use leptos::*;
use crate::auth;
use crate::context::AuthContext;
use crate::types::{AppView, UserRole};

#[component]
pub fn Login(set_view: WriteSignal<AppView>) -> impl IntoView {
    let ctx = expect_context::<AuthContext>();
    let (email, set_email) = create_signal(String::new());
    let (password, set_password) = create_signal(String::new());
    let (error, set_error) = create_signal(Option::<String>::None);
    let (loading, set_loading) = create_signal(false);

    // Returning from Google with an id_token in the URL fragment
    if let Some(credential) = current_fragment().and_then(|f| auth::credential_from_fragment(&f)) {
        clear_fragment();
        set_loading.set(true);
        let backend = ctx.backend();
        spawn_local(async move {
            match auth::sign_in_with_google(&backend, &credential).await {
                Ok(session) => {
                    ctx.session.set(Some(session));
                    set_view.set(AppView::Dashboard);
                }
                Err(e) => {
                    set_error.set(Some(e.to_string()));
                    set_loading.set(false);
                }
            }
        });
    }

    let do_login = move |_| {
        let email = email.get();
        let password = password.get();
        set_loading.set(true);
        set_error.set(None);

        let backend = ctx.backend();
        spawn_local(async move {
            match auth::sign_in(&backend, &email, &password).await {
                Ok(session) => {
                    ctx.session.set(Some(session));
                    set_view.set(AppView::Dashboard);
                }
                Err(e) => {
                    set_error.set(Some(e.to_string()));
                    set_loading.set(false);
                }
            }
        });
    };

    let google_url = ctx.config().google_client_id.map(|client_id| {
        let origin = web_sys::window()
            .and_then(|w| w.location().origin().ok())
            .unwrap_or_default();
        let redirect = String::from(js_sys::encode_uri_component(&origin));
        auth::google_sign_in_url(&client_id, &redirect, &crate::context::now().to_string())
    });

    view! {
        <div class="auth-container">
            <div class="auth-logo">"KIAI"</div>
            <div class="auth-card">
                <h2 class="auth-title">"Sign in"</h2>

                {move || error.get().map(|e| view! { <div class="auth-error">{e}</div> })}

                <input
                    type="email"
                    class="auth-input"
                    placeholder="Email"
                    on:input=move |ev| set_email.set(event_target_value(&ev))
                    prop:value=email
                />

                <input
                    type="password"
                    class="auth-input"
                    placeholder="Password"
                    on:input=move |ev| set_password.set(event_target_value(&ev))
                    prop:value=password
                />

                <button
                    class="auth-button"
                    on:click=do_login
                    disabled=move || loading.get()
                >
                    {move || if loading.get() { "Signing in..." } else { "Sign in" }}
                </button>

                {google_url.map(|url| view! {
                    <a class="auth-google" href=url>"Sign in with Google"</a>
                })}

                <div class="auth-switch">
                    "No account yet? "
                    <button class="auth-link" on:click=move |_| set_view.set(AppView::Register)>
                        "Create one"
                    </button>
                </div>
            </div>
        </div>
    }
}

#[component]
pub fn Register(set_view: WriteSignal<AppView>) -> impl IntoView {
    let ctx = expect_context::<AuthContext>();
    let (name, set_name) = create_signal(String::new());
    let (email, set_email) = create_signal(String::new());
    let (password, set_password) = create_signal(String::new());
    let (password2, set_password2) = create_signal(String::new());
    let (is_parent, set_is_parent) = create_signal(false);
    let (error, set_error) = create_signal(Option::<String>::None);
    let (loading, set_loading) = create_signal(false);

    let do_register = move |_| {
        let name = name.get();
        let email = email.get();
        let password = password.get();
        let password2 = password2.get();
        let role = if is_parent.get() { UserRole::Parent } else { UserRole::Kid };

        if let Err(e) = auth::validate_registration(&name, &email, &password, &password2) {
            set_error.set(Some(auth::auth_error_message(&e)));
            return;
        }

        set_loading.set(true);
        set_error.set(None);

        let backend = ctx.backend();
        spawn_local(async move {
            match auth::sign_up(&backend, &name, &email, &password, &password2, role).await {
                Ok(session) => {
                    ctx.session.set(Some(session));
                    set_view.set(AppView::Dashboard);
                }
                Err(e) => {
                    set_error.set(Some(e.to_string()));
                    set_loading.set(false);
                }
            }
        });
    };

    view! {
        <div class="auth-container">
            <div class="auth-logo">"KIAI"</div>
            <div class="auth-card">
                <h2 class="auth-title">"Create account"</h2>

                {move || error.get().map(|e| view! { <div class="auth-error">{e}</div> })}

                <input
                    type="text"
                    class="auth-input"
                    placeholder="Name"
                    on:input=move |ev| set_name.set(event_target_value(&ev))
                    prop:value=name
                />

                <input
                    type="email"
                    class="auth-input"
                    placeholder="Email"
                    on:input=move |ev| set_email.set(event_target_value(&ev))
                    prop:value=email
                />

                <input
                    type="password"
                    class="auth-input"
                    placeholder="Password"
                    on:input=move |ev| set_password.set(event_target_value(&ev))
                    prop:value=password
                />

                <input
                    type="password"
                    class="auth-input"
                    placeholder="Confirm password"
                    on:input=move |ev| set_password2.set(event_target_value(&ev))
                    prop:value=password2
                />

                <label class="auth-check">
                    <input
                        type="checkbox"
                        on:change=move |ev| set_is_parent.set(event_target_checked(&ev))
                        prop:checked=is_parent
                    />
                    " I am a parent"
                </label>

                <button
                    class="auth-button"
                    on:click=do_register
                    disabled=move || loading.get()
                >
                    {move || if loading.get() { "Creating account..." } else { "Create account" }}
                </button>

                <div class="auth-switch">
                    "Already have an account? "
                    <button class="auth-link" on:click=move |_| set_view.set(AppView::Login)>
                        "Sign in"
                    </button>
                </div>
            </div>
        </div>
    }
}

fn current_fragment() -> Option<String> {
    web_sys::window()?.location().hash().ok()
}

fn clear_fragment() {
    if let Some(window) = web_sys::window() {
        let _ = window.location().set_hash("");
    }
}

### Assigned task
Copy out each record above exactly, leaving nothing out.

### Expected answer
use leptos::*;
use crate::auth;
use crate::context::AuthContext;
use crate::types::{AppView, UserRole};

#[component]
pub fn Login(set_view: WriteSignal<AppView>) -> impl IntoView {
    let ctx = expect_context::<AuthContext>();
    let (email, set_email) = create_signal(String::new());
    let (password, set_password) = create_signal(String::new());
    let (error, set_error) = create_signal(Option::<String>::None);
    let (loading, set_loading) = create_signal(false);

    // Returning from Google with an id_token in the URL fragment
    if let Some(credential) = current_fragment().and_then(|f| auth::credential_from_fragment(&f)) {
        clear_fragment();
        set_loading.set(true);
        let backend = ctx.backend();
        spawn_local(async move {
            match auth::sign_in_with_google(&backend, &credential).await {
                Ok(session) => {
                    ctx.session.set(Some(session));
                    set_view.set(AppView::Dashboard);
                }
                Err(e) => {
                    set_error.set(Some(e.to_string()));
                    set_loading.set(false);
                }
            }
        });
    }

    let do_login = move |_| {
        let email = email.get();
        let password = password.get();
        set_loading.set(true);
        set_error.set(None);

        let backend = ctx.backend();
        spawn_local(async move {
            match auth::sign_in(&backend, &email, &password).await {
                Ok(session) => {
                    ctx.session.set(Some(session));
                    set_view.set(AppView::Dashboard);
                }
                Err(e) => {
                    set_error.set(Some(e.to_string()));
                    set_loading.set(false);
                }
            }
        });
    };

    let google_url = ctx.config().google_client_id.map(|client_id| {
        let origin = web_sys::window()
            .and_then(|w| w.location().origin().ok())
            .unwrap_or_default();
        let redirect = String::from(js_sys::encode_uri_component(&origin));
        auth::google_sign_in_url(&client_id, &redirect, &crate::context::now().to_string())
    });

    view! {
        <div class="auth-container">
            <div class="auth-logo">"KIAI"</div>
            <div class="auth-card">
                <h2 class="auth-title">"Sign in"</h2>

                {move || error.get().map(|e| view! { <div class="auth-error">{e}</div> })}

                <input
                    type="email"
                    class="auth-input"
                    placeholder="Email"
                    on:input=move |ev| set_email.set(event_target_value(&ev))
                    prop:value=email
                />

                <input
                    type="password"
                    class="auth-input"
                    placeholder="Password"
                    on:input=move |ev| set_password.set(event_target_value(&ev))
                    prop:value=password
                />

                <button
                    class="auth-button"
                    on:click=do_login
                    disabled=move || loading.get()
                >
                    {move || if loading.get() { "Signing in..." } else { "Sign in" }}
                </button>

                {google_url.map(|url| view! {
                    <a class="auth-google" href=url>"Sign in with Google"</a>
                })}

                <div class="auth-switch">
                    "No account yet? "
                    <button class="auth-link" on:click=move |_| set_view.set(AppView::Register)>
                        "Create one"
                    </button>
                </div>
            </div>
        </div>
    }
}

#[component]
pub fn Register(set_view: WriteSignal<AppView>) -> impl IntoView {
    let ctx = expect_context::<AuthContext>();
    let (name, set_name) = create_signal(String::new());
    let (email, set_email) = create_signal(String::new());
    let (password, set_password) = create_signal(String::new());
    let (password2, set_password2) = create_signal(String::new());
    let (is_parent, set_is_parent) = create_signal(false);
    let (error, set_error) = create_signal(Option::<String>::None);
    let (loading, set_loading) = create_signal(false);

    let do_register = move |_| {
        let name = name.get();
        let email = email.get();
        let password = password.get();
        let password2 = password2.get();
        let role = if is_parent.get() { UserRole::Parent } else { UserRole::Kid };

        if let Err(e) = auth::validate_registration(&name, &email, &password, &password2) {
            set_error.set(Some(auth::auth_error_message(&e)));
            return;
        }

        set_loading.set(true);
        set_error.set(None);

        let backend = ctx.backend();
        spawn_local(async move {
            match auth::sign_up(&backend, &name, &email, &password, &password2, role).await {
                Ok(session) => {
                    ctx.session.set(Some(session));
                    set_view.set(AppView::Dashboard);
                }
                Err(e) => {
                    set_error.set(Some(e.to_string()));
                    set_loading.set(false);
                }
            }
        });
    };

    view! {
        <div class="auth-container">
            <div class="auth-logo">"KIAI"</div>
            <div class="auth-card">
                <h2 class="auth-title">"Create account"</h2>

                {move || error.get().map(|e| view! { <div class="auth-error">{e}</div> })}

                <input
                    type="text"
                    class="auth-input"
                    placeholder="Name"
                    on:input=move |ev| set_name.set(event_target_value(&ev))
                    prop:value=name
                />

                <input
                    type="email"
                    class="auth-input"
                    placeholder="Email"
                    on:input=move |ev| set_email.set(event_target_value(&ev))
                    prop:value=email
                />

                <input
                    type="password"
                    class="auth-input"
                    placeholder="Password"
                    on:input=move |ev| set_password.set(event_target_value(&ev))
                    prop:value=password
                />

                <input
                    type="password"
                    class="auth-input"
                    placeholder="Confirm password"
                    on:input=move |ev| set_password2.set(event_target_value(&ev))
                    prop:value=password2
                />

                <label class="auth-check">
                    <input
                        type="checkbox"
                        on:change=move |ev| set_is_parent.set(event_target_checked(&ev))
                        prop:checked=is_parent
                    />
                    " I am a parent"
                </label>

                <button
                    class="auth-button"
                    on:click=do_register
                    disabled=move || loading.get()
                >
                    {move || if loading.get() { "Creating account..." } else { "Create account" }}
                </button>

                <div class="auth-switch">
                    "Already have an account? "
                    <button class="auth-link" on:click=move |_| set_view.set(AppView::Login)>
                        "Sign in"
                    </button>
                </div>
            </div>
        </div>
    }
}

fn current_fragment() -> Option<String> {
    web_sys::window()?.location().hash().ok()
}

fn clear_fragment() {
    if let Some(window) = web_sys::window() {
        let _ = window.location().set_hash("");
    }
}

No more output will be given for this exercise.